400 Atlantic Street, 10th Floor
Stamford, Connecticut 06901
Re: | Registration Statement on Form S-3 |
Ladies and Gentlemen:
We are issuing this opinion letter in our capacity as legal counsel to Charter Communications, Inc., a Delaware corporation (the “Issuer”), and each of the entities listed on Exhibit A hereto (the “New Guarantors” and, together with the Issuer and the other guarantors from time to time, the “Registrants”) in connection with the proposed registration by the Registrants of the issuance and sale from time to time, pursuant to Rule 415 of the General Rules and Regulations promulgated under the Securities Act of 1933, as amended (the “Act”), of an unspecified amount of guarantees by the New Guarantors of senior debt securities (the “Securities”) to be issued by the Issuer pursuant to one or more indentures and supplemental indentures to be entered into by the Issuer, the guarantors party thereto from time to time and the Bank of New York Mellon Trust Company, N.A. as trustee (the “Indentures”) and the guarantees of the Securities (the “Guarantees”) by the New Guarantors.
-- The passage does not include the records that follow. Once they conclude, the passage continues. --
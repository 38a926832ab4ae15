use crate::domain::SourceReading;

fn present(readings: &[SourceReading]) -> impl Iterator<Item = f64> + '_ {
    readings.iter().filter_map(|r| r.value)
}

/// Unweighted mean of the present readings.
pub fn consensus(readings: &[SourceReading]) -> Option<f64> {
    let (sum, count) = present(readings).fold((0.0, 0usize), |(s, n), v| (s + v, n + 1));
    if count == 0 {
        return None;
    }
    Some(sum / count as f64)
}

/// `max - min` of the present readings; undefined below two data points.
pub fn spread(readings: &[SourceReading]) -> Option<f64> {
    let mut values = present(readings);
    let first = values.next()?;
    let second = values.next()?;

    let (mut lo, mut hi) = (first.min(second), first.max(second));
    for v in values {
        lo = lo.min(v);
        hi = hi.max(v);
    }
    Some(hi - lo)
}
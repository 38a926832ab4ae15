use crate::config::Settings;
use crate::domain::Ticker;
use crate::provider::{extract, http, ValueProvider};
use anyhow::Result;

const DEFAULT_BASE_URL: &str = "https://www.macrotrends.net";
const SOURCE: &str = "Macrotrends";

/// Chart URLs carry a company slug next to the ticker. The site redirects unknown
/// slugs, so the lowercase ticker is a usable fallback.
fn company_slug(ticker: &Ticker) -> String {
    match ticker.as_str() {
        "PLTR" => "palantir".to_string(),
        "NVDA" => "nvidia".to_string(),
        "MSFT" => "microsoft".to_string(),
        "AAPL" => "apple".to_string(),
        other => other.to_ascii_lowercase(),
    }
}

#[derive(Debug, Clone)]
pub struct MacrotrendsClient {
    http: reqwest::Client,
    base_url: String,
}

impl MacrotrendsClient {
    pub fn new(http: reqwest::Client, base_url: impl Into<String>) -> Self {
        Self {
            http,
            base_url: base_url.into(),
        }
    }

    pub fn from_settings(settings: &Settings) -> Result<Self> {
        let base_url = std::env::var("MACROTRENDS_BASE_URL")
            .unwrap_or_else(|_| DEFAULT_BASE_URL.to_string());
        Ok(Self::new(settings.http_client()?, base_url))
    }

    pub fn gross_margin(&self) -> MacrotrendsProvider {
        MacrotrendsProvider {
            id: "macrotrends.gross_margin",
            page: "gross-margin",
            header: "Gross Margin",
            client: self.clone(),
        }
    }

    pub fn fcf_margin(&self) -> MacrotrendsProvider {
        MacrotrendsProvider {
            id: "macrotrends.fcf_margin",
            page: "free-cash-flow-margin",
            header: "Free Cash Flow Margin",
            client: self.clone(),
        }
    }

    async fn chart_page(&self, ticker: &Ticker, page: &str) -> Result<Option<String>> {
        let path = format!("stocks/charts/{ticker}/{}/{page}", company_slug(ticker));
        http::get_text(&self.http, &http::join_url(&self.base_url, &path)).await
    }
}

#[derive(Debug, Clone)]
pub struct MacrotrendsProvider {
    id: &'static str,
    page: &'static str,
    header: &'static str,
    client: MacrotrendsClient,
}

#[async_trait::async_trait]
impl ValueProvider for MacrotrendsProvider {
    fn id(&self) -> &str {
        self.id
    }

    fn source(&self) -> &'static str {
        SOURCE
    }

    async fn fetch(&self, ticker: &Ticker) -> Result<Option<f64>> {
        let Some(page) = self.client.chart_page(ticker, self.page).await? else {
            return Ok(None);
        };

        let value = extract::column_value(&page, self.header);
        if value.is_none() {
            tracing::debug!(provider = self.id, %ticker, header = self.header, "no history table value");
        }
        Ok(value)
    }
}
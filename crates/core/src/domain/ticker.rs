use crate::error::AnalyzeError;
use serde::Serialize;
use std::fmt;

pub const MAX_TICKER_LEN: usize = 10;

/// Normalized stock symbol. Construction is the only validation point; every
/// cache key and provider URL is built from this value.
#[derive(Debug, Clone, PartialEq, Eq, Hash, PartialOrd, Ord, Serialize)]
#[serde(transparent)]
pub struct Ticker(String);

impl Ticker {
    pub fn parse(raw: &str) -> Result<Self, AnalyzeError> {
        let symbol = raw.trim().to_ascii_uppercase();

        if symbol.is_empty() {
            return Err(AnalyzeError::InvalidTicker("ticker must be non-empty".into()));
        }
        if symbol.len() > MAX_TICKER_LEN {
            return Err(AnalyzeError::InvalidTicker(format!(
                "ticker must be at most {MAX_TICKER_LEN} characters (got {})",
                symbol.len()
            )));
        }
        if let Some(bad) = symbol
            .chars()
            .find(|c| !(c.is_ascii_alphanumeric() || *c == '.' || *c == '-'))
        {
            return Err(AnalyzeError::InvalidTicker(format!(
                "ticker contains unsupported character {bad:?}"
            )));
        }

        Ok(Self(symbol))
    }

    pub fn as_str(&self) -> &str {
        &self.0
    }
}

impl fmt::Display for Ticker {
    fn fmt(&self, f: &mut fmt::Formatter<'_>) -> fmt::Result {
        f.write_str(&self.0)
    }
}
As such counsel, we have examined originals, or copies certified or otherwise identified to our satisfaction, of such documents, corporate records and other instruments as we have deemed necessary for the purposes of this opinion, including (i) the certificates of formation, limited liability company agreements and other organizational documents of the New Guarantors, as applicable, (ii) the registration statement (the “Registration Statement”) to which this letter is an exhibit, and (iii) the resolutions or written consents of the manager or sole member, as applicable, of each of the New Guarantors with respect to the Registration Statement.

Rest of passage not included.